だから…と前述した、挨拶を含めた家庭の躾を役にたたないと唱える人たちは言うでしょう…学業と言われる勉強に力を入れるんじゃないかと。

だからこそ…と…あえて言うのです。車に両輪が必要なように家庭の躾も大切なのだと。車が片方の車輪だけでは走ることが出来ないよう、人も片方の車輪だけでは、人間になれないのです。

 挨拶を含めた躾…

人をいじめてはいけない。

卑怯なことをしてはいけない。

物を盗んではいけない。

嘘をついてはいけない。

人には親切にしなくてはいけない。

人を殺してはいけない…

等々…

これらは、1+1が2であるように、「空」という漢字は「そら」と読むのだというように、人が獣ではなく人になるためには、教え育てなければならないのです。親が、大人が…。

 もう、多くの人が気づき始めているはずです。

疎かにしてきた家庭の躾が…

人をいじめ、

ズルさや卑怯なことも平気で、

当たり前ように嘘をつき、人の弱味につけこみ、

人を殺すことを何とも思わない人間を作り出していることに。

すべての基礎は家庭の中にあります。

 家庭が人を育てるのです。父親・母親の使命は重大です。父親・母親の言葉ひとつ、教えひとつ、導きひとつで子供は如何なる人にも育ってしまうのですから。
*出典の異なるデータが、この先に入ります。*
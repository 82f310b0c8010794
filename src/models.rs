//! Domain models: validated coordinates, forecast periods, and the summary
//! returned to callers.

use chrono::{DateTime, FixedOffset, SecondsFormat, Utc};
use serde::{Deserialize, Serialize};

use crate::classify::TemperatureCategory;
use crate::error::SkybriefError;

/// Source label reported in every summary
pub const SOURCE_LABEL: &str = "api.weather.gov";

/// A validated latitude/longitude pair, rounded to the 4-decimal precision
/// the points endpoint supports
#[derive(Debug, Clone, Copy, PartialEq)]
pub struct Coordinate {
    /// Latitude in decimal degrees
    pub latitude: f64,
    /// Longitude in decimal degrees
    pub longitude: f64,
}

impl Coordinate {
    /// Parse raw `lat`/`lon` query parameters into a bounded, rounded
    /// coordinate.
    ///
    /// # Errors
    /// Fails with a validation error when either parameter is absent, empty,
    /// not a floating-point number, or outside [-90, 90] / [-180, 180].
    pub fn parse(lat: Option<&str>, lon: Option<&str>) -> Result<Self, SkybriefError> {
        let lat_raw = lat.map(str::trim).unwrap_or_default();
        let lon_raw = lon.map(str::trim).unwrap_or_default();
        if lat_raw.is_empty() || lon_raw.is_empty() {
            return Err(SkybriefError::validation(
                "missing lat and/or lon query parameters",
            ));
        }

        let latitude: f64 = lat_raw
            .parse()
            .map_err(|_| SkybriefError::validation(format!("invalid lat: {lat_raw}")))?;
        let longitude: f64 = lon_raw
            .parse()
            .map_err(|_| SkybriefError::validation(format!("invalid lon: {lon_raw}")))?;

        // NaN fails both range checks
        if !(-90.0..=90.0).contains(&latitude) || !(-180.0..=180.0).contains(&longitude) {
            return Err(SkybriefError::validation(
                "lat must be -90..90, lon -180..180",
            ));
        }

        Ok(Self {
            latitude: round_to_precision(latitude, 4),
            longitude: round_to_precision(longitude, 4),
        })
    }
}

/// Round to `precision` decimal places, ties away from zero
fn round_to_precision(value: f64, precision: i32) -> f64 {
    let multiplier = 10_f64.powi(precision);
    (value * multiplier).round() / multiplier
}

/// One named window of the upstream forecast
///
/// Every field here is required: a payload missing or mis-typing any of them
/// fails the decode instead of silently defaulting.
#[derive(Debug, Clone, PartialEq, Serialize, Deserialize)]
#[serde(rename_all = "camelCase")]
pub struct ForecastPeriod {
    /// Period label (e.g. "Today", "Monday Night")
    pub name: String,
    /// Start of the period's window, with the grid's local offset
    pub start_time: DateTime<FixedOffset>,
    /// Whether this period covers daytime hours
    pub is_daytime: bool,
    /// Forecast temperature, in whole degrees
    pub temperature: i32,
    /// Unit of the temperature ("F" or "C" from this provider)
    pub temperature_unit: String,
    /// Compact textual forecast (e.g. "Partly Sunny")
    pub short_forecast: String,
}

/// The externally visible result for one weather request; built once per
/// request and never mutated
#[derive(Debug, Clone, Serialize)]
#[serde(rename_all = "camelCase")]
pub struct WeatherSummary {
    pub lat: f64,
    pub lon: f64,
    pub period_name: String,
    pub short_forecast: String,
    pub temperature: i32,
    pub temperature_unit: String,
    pub temperature_type: TemperatureCategory,
    pub fetched_at: String,
    pub source: String,
}

impl WeatherSummary {
    /// Assemble the summary from already-validated parts. Performs no
    /// validation of its own.
    #[must_use]
    pub fn assemble(
        coordinate: Coordinate,
        period: &ForecastPeriod,
        category: TemperatureCategory,
        fetched_at: DateTime<Utc>,
    ) -> Self {
        Self {
            lat: coordinate.latitude,
            lon: coordinate.longitude,
            period_name: period.name.clone(),
            short_forecast: period.short_forecast.clone(),
            temperature: period.temperature,
            temperature_unit: period.temperature_unit.clone(),
            temperature_type: category,
            fetched_at: fetched_at.to_rfc3339_opts(SecondsFormat::Secs, true),
            source: SOURCE_LABEL.to_string(),
        }
    }
}
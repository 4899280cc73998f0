use std::sync::{Arc, Mutex};

use axum::Form;
use axum::extract::State;
use axum::http::StatusCode;
use axum::response::{IntoResponse, Response};
use byline_core::{IdentifierRecord, PdfBackend, PipelineError, ProgressEvent, Stage};
use serde::Deserialize;

use crate::state::AppState;
use crate::template;

#[derive(Debug, Deserialize)]
pub struct AnalyzeForm {
    pub url: String,
    #[serde(default)]
    pub api_key: String,
}

pub async fn analyze<B: PdfBackend + 'static>(
    State(state): State<Arc<AppState<B>>>,
    Form(form): Form<AnalyzeForm>,
) -> Response {
    let url = form.url.trim();
    let api_key = Some(form.api_key.trim())
        .filter(|k| !k.is_empty())
        .or(state.default_api_key.as_deref());
    let Some(api_key) = api_key else {
        let page = template::render_error(url, "An OpenAI API key is required.", None);
        return (StatusCode::BAD_REQUEST, page).into_response();
    };

    let matched: Mutex<Option<IdentifierRecord>> = Mutex::new(None);
    let progress = |event: ProgressEvent| match event {
        ProgressEvent::StageStarted(stage) => tracing::debug!(%stage, "stage started"),
        ProgressEvent::IdentifiersExtracted(ids) => {
            if let Ok(mut slot) = matched.lock() {
                *slot = Some(ids);
            }
        }
        _ => {}
    };

    match state.pipeline.run(url, api_key, &progress).await {
        Ok(table) => {
            tracing::info!(url, rows = table.len(), "analysis complete");
            template::render_result(url, &table).into_response()
        }
        Err(err) => {
            tracing::warn!(url, error = %err, "analysis failed");
            let identifiers = matched.into_inner().ok().flatten();
            let page = template::render_error(url, &err.to_string(), identifiers.as_ref());
            (status_for(&err), page).into_response()
        }
    }
}

/// Map a pipeline failure to the status of the error page.
fn status_for(err: &PipelineError) -> StatusCode {
    match err {
        PipelineError::InvalidUrl { .. } => StatusCode::BAD_REQUEST,
        PipelineError::Client(_) | PipelineError::Io(_) => StatusCode::INTERNAL_SERVER_ERROR,
        _ => match err.stage() {
            Stage::Fetching | Stage::Resolving => StatusCode::BAD_GATEWAY,
            _ => StatusCode::UNPROCESSABLE_ENTITY,
        },
    }
}
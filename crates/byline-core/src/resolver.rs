//! Author/affiliation resolution through an OpenAI-compatible chat
//! completion endpoint.

use serde::{Deserialize, Serialize};
use serde_json::{Map, Value};

use crate::AuthorRecord;
use crate::error::{PipelineError, error_chain};

pub const DEFAULT_API_BASE: &str = "https://api.openai.com/v1";
pub const DEFAULT_MODEL: &str = "gpt-4";
pub const DEFAULT_MAX_TOKENS: u32 = 1000;

pub const SYSTEM_PROMPT: &str = "You are a helpful assistant.";

const INSTRUCTION: &str = "Extract the names of authors and their affiliations from the following text. \
Format the output as a JSON array of objects with 'Author' and 'Affiliation' as keys:\n\n";

/// Build the user message sent alongside [`SYSTEM_PROMPT`].
pub fn build_prompt(text: &str) -> String {
    let mut prompt = String::with_capacity(INSTRUCTION.len() + text.len());
    prompt.push_str(INSTRUCTION);
    prompt.push_str(text);
    prompt
}

#[derive(Debug, Serialize)]
struct ChatRequest<'a> {
    model: &'a str,
    messages: Vec<ChatMessage<'a>>,
    max_tokens: u32,
}

#[derive(Debug, Serialize)]
struct ChatMessage<'a> {
    role: &'static str,
    content: &'a str,
}

#[derive(Debug, Deserialize)]
struct ChatResponse {
    choices: Option<Vec<ChatChoice>>,
    error: Option<ApiError>,
}

#[derive(Debug, Deserialize)]
struct ChatChoice {
    message: ChatResponseMessage,
}

#[derive(Debug, Deserialize)]
struct ChatResponseMessage {
    content: Option<String>,
}

#[derive(Debug, Deserialize)]
struct ApiError {
    message: String,
}

/// Sends first-page text to the model and turns its answer into
/// [`AuthorRecord`]s.
///
/// One request per call. There is no retry: the model is not deterministic,
/// so a second attempt may disagree with the first.
pub struct AuthorResolver {
    client: reqwest::Client,
    endpoint: String,
    model: String,
    max_tokens: u32,
}

impl AuthorResolver {
    pub fn new(client: reqwest::Client, api_base: &str, model: &str, max_tokens: u32) -> Self {
        Self {
            client,
            endpoint: format!("{}/chat/completions", api_base.trim_end_matches('/')),
            model: model.to_string(),
            max_tokens,
        }
    }

    pub fn model(&self) -> &str {
        &self.model
    }

    /// Ask the model for the authors in `text` and validate its answer.
    pub async fn resolve(
        &self,
        api_key: &str,
        text: &str,
    ) -> Result<Vec<AuthorRecord>, PipelineError> {
        let content = self.complete(api_key, text).await?;
        let authors = parse_authors(&content)?;
        tracing::debug!(model = %self.model, count = authors.len(), "authors resolved");
        Ok(authors)
    }

    /// Issue the chat completion and return the first choice's text, trimmed.
    async fn complete(&self, api_key: &str, text: &str) -> Result<String, PipelineError> {
        if api_key.trim().is_empty() {
            return Err(PipelineError::Model("no API key provided".into()));
        }

        let prompt = build_prompt(text);
        let request = ChatRequest {
            model: &self.model,
            messages: vec![
                ChatMessage {
                    role: "system",
                    content: SYSTEM_PROMPT,
                },
                ChatMessage {
                    role: "user",
                    content: &prompt,
                },
            ],
            max_tokens: self.max_tokens,
        };

        tracing::debug!(
            endpoint = %self.endpoint,
            model = %self.model,
            max_tokens = self.max_tokens,
            prompt_chars = prompt.len(),
            "requesting chat completion"
        );

        let resp = self
            .client
            .post(&self.endpoint)
            .bearer_auth(api_key)
            .json(&request)
            .send()
            .await
            .map_err(|e| PipelineError::Model(error_chain(&e)))?;

        let status = resp.status();
        let body = resp
            .text()
            .await
            .map_err(|e| PipelineError::Model(error_chain(&e)))?;

        if !status.is_success() {
            let detail = serde_json::from_str::<ChatResponse>(&body)
                .ok()
                .and_then(|r| r.error)
                .map(|e| e.message)
                .unwrap_or_else(|| body.trim().to_string());
            tracing::warn!(status = %status, "chat completion rejected");
            return Err(PipelineError::Model(format!("HTTP {}: {}", status, detail)));
        }

        let parsed: ChatResponse = serde_json::from_str(&body)
            .map_err(|e| PipelineError::Model(format!("unexpected response shape: {}", e)))?;

        if let Some(err) = parsed.error {
            return Err(PipelineError::Model(err.message));
        }

        parsed
            .choices
            .and_then(|choices| choices.into_iter().next())
            .and_then(|choice| choice.message.content)
            .map(|content| content.trim().to_string())
            .ok_or_else(|| PipelineError::Model("response contained no completion".into()))
    }
}

/// Parse the model's answer strictly as a JSON array of
/// `{"Author": ..., "Affiliation": ...}` objects.
///
/// A `null` value counts as an empty string. Extra keys are ignored. Any
/// other shape is reported as [`PipelineError::MalformedAuthors`] rather
/// than passed on to tabulation.
pub fn parse_authors(content: &str) -> Result<Vec<AuthorRecord>, PipelineError> {
    let value: Value = serde_json::from_str(content.trim()).map_err(PipelineError::ModelJson)?;
    let items = match value {
        Value::Array(items) => items,
        other => {
            return Err(PipelineError::MalformedAuthors(format!(
                "expected a JSON array, got {}",
                json_kind(&other)
            )));
        }
    };

    items
        .iter()
        .enumerate()
        .map(|(index, item)| {
            let obj = item.as_object().ok_or_else(|| {
                PipelineError::MalformedAuthors(format!(
                    "element {} is {}, expected an object",
                    index,
                    json_kind(item)
                ))
            })?;
            Ok(AuthorRecord {
                author: text_field(index, obj, "Author")?,
                affiliation: text_field(index, obj, "Affiliation")?,
            })
        })
        .collect()
}

fn text_field(index: usize, obj: &Map<String, Value>, key: &str) -> Result<String, PipelineError> {
    match obj.get(key) {
        Some(Value::String(s)) => Ok(s.clone()),
        Some(Value::Null) => Ok(String::new()),
        Some(other) => Err(PipelineError::MalformedAuthors(format!(
            "element {}: \"{}\" must be a string, got {}",
            index,
            key,
            json_kind(other)
        ))),
        None => Err(PipelineError::MalformedAuthors(format!(
            "element {}: missing \"{}\"",
            index, key
        ))),
    }
}

fn json_kind(value: &Value) -> &'static str {
    match value {
        Value::Null => "null",
        Value::Bool(_) => "a boolean",
        Value::Number(_) => "a number",
        Value::String(_) => "a string",
        Value::Array(_) => "an array",
        Value::Object(_) => "an object",
    }
}

#[cfg(test)]
mod tests {
    use super::*;

    #[test]
    fn prompt_appends_text_after_instruction() {
        let prompt = build_prompt("Jane Doe, Inria");
        assert!(prompt.starts_with("Extract the names of authors and their affiliations"));
        assert!(prompt.contains("'Author' and 'Affiliation' as keys:\n\nJane Doe, Inria"));
    }

    #[test]
    fn endpoint_joins_without_double_slash() {
        let client = reqwest::Client::new();
        let r = AuthorResolver::new(client.clone(), "https://api.example.com/v1/", "m", 10);
        assert_eq!(r.endpoint, "https://api.example.com/v1/chat/completions");
        let r = AuthorResolver::new(client, "https://api.example.com/v1", "m", 10);
        assert_eq!(r.endpoint, "https://api.example.com/v1/chat/completions");
    }

    #[test]
    fn parse_single_author() {
        let authors = parse_authors(r#"[{"Author":"A. Smith","Affiliation":"MIT"}]"#).unwrap();
        assert_eq!(
            authors,
            vec![AuthorRecord {
                author: "A. Smith".into(),
                affiliation: "MIT".into(),
            }]
        );
    }

    #[test]
    fn parse_keeps_order_and_duplicates() {
        let authors = parse_authors(
            r#"[
                {"Author": "B", "Affiliation": "X"},
                {"Author": "A", "Affiliation": "Y"},
                {"Author": "B", "Affiliation": "X"}
            ]"#,
        )
        .unwrap();
        let names: Vec<&str> = authors.iter().map(|a| a.author.as_str()).collect();
        assert_eq!(names, ["B", "A", "B"]);
    }

    #[test]
    fn parse_empty_array() {
        assert!(parse_authors("[]").unwrap().is_empty());
    }

    #[test]
    fn parse_tolerates_surrounding_whitespace_and_extra_keys() {
        let authors =
            parse_authors("\n  [{\"Author\":\"C\",\"Affiliation\":\"D\",\"Email\":\"c@d\"}]  \n")
                .unwrap();
        assert_eq!(authors[0].affiliation, "D");
    }

    #[test]
    fn parse_null_affiliation_is_empty() {
        let authors = parse_authors(r#"[{"Author":"Solo","Affiliation":null}]"#).unwrap();
        assert_eq!(authors[0].affiliation, "");
    }

    #[test]
    fn invalid_json_reports_parser_detail() {
        let err = parse_authors("Here are the authors: Smith (MIT)").unwrap_err();
        let msg = err.to_string();
        assert!(matches!(err, PipelineError::ModelJson(_)));
        assert!(msg.contains("expected value"), "{msg}");
    }

    #[test]
    fn fenced_json_is_not_accepted() {
        let err = parse_authors("```json\n[]\n```").unwrap_err();
        assert!(matches!(err, PipelineError::ModelJson(_)));
    }

    #[test]
    fn non_array_is_malformed() {
        let err = parse_authors(r#"{"Author":"A","Affiliation":"B"}"#).unwrap_err();
        assert!(matches!(err, PipelineError::MalformedAuthors(_)));
        assert!(err.to_string().contains("expected a JSON array, got an object"));
    }

    #[test]
    fn missing_key_names_the_element() {
        let err = parse_authors(r#"[{"Author":"A","Affiliation":"B"},{"Author":"C"}]"#)
            .unwrap_err();
        assert!(err.to_string().contains("element 1: missing \"Affiliation\""));
    }

    #[test]
    fn non_object_element_is_malformed() {
        let err = parse_authors(r#"["A. Smith"]"#).unwrap_err();
        assert!(err.to_string().contains("element 0 is a string"));
    }

    #[test]
    fn non_string_value_is_malformed() {
        let err = parse_authors(r#"[{"Author":["A","B"],"Affiliation":"X"}]"#).unwrap_err();
        assert!(
            err.to_string()
                .contains("\"Author\" must be a string, got an array")
        );
    }
}
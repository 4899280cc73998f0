pub mod analyze;
pub mod index;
 今からでも決して遅くはありません、挨拶を含めた躾の言葉を、口に出して、交わしあいませんか?

例え相手が聞いていなくても…。口に出して言い続けませんか?根気よく、へこたれず、無駄なことだとあきらめず、そうすれば、やがてそれらは大きな流れとなって社会全体を包みこみます。

その包みこまれた社会は、必ず今とは、違う社会になっているはずですから。

合掌

*夢物語の話ではありません。時間はかかります。ある意味とてつもなく。けれど、たぶん、これが、今の殺伐とした現代社会を変えていくひとつの確実な方法だと私は信じているのです。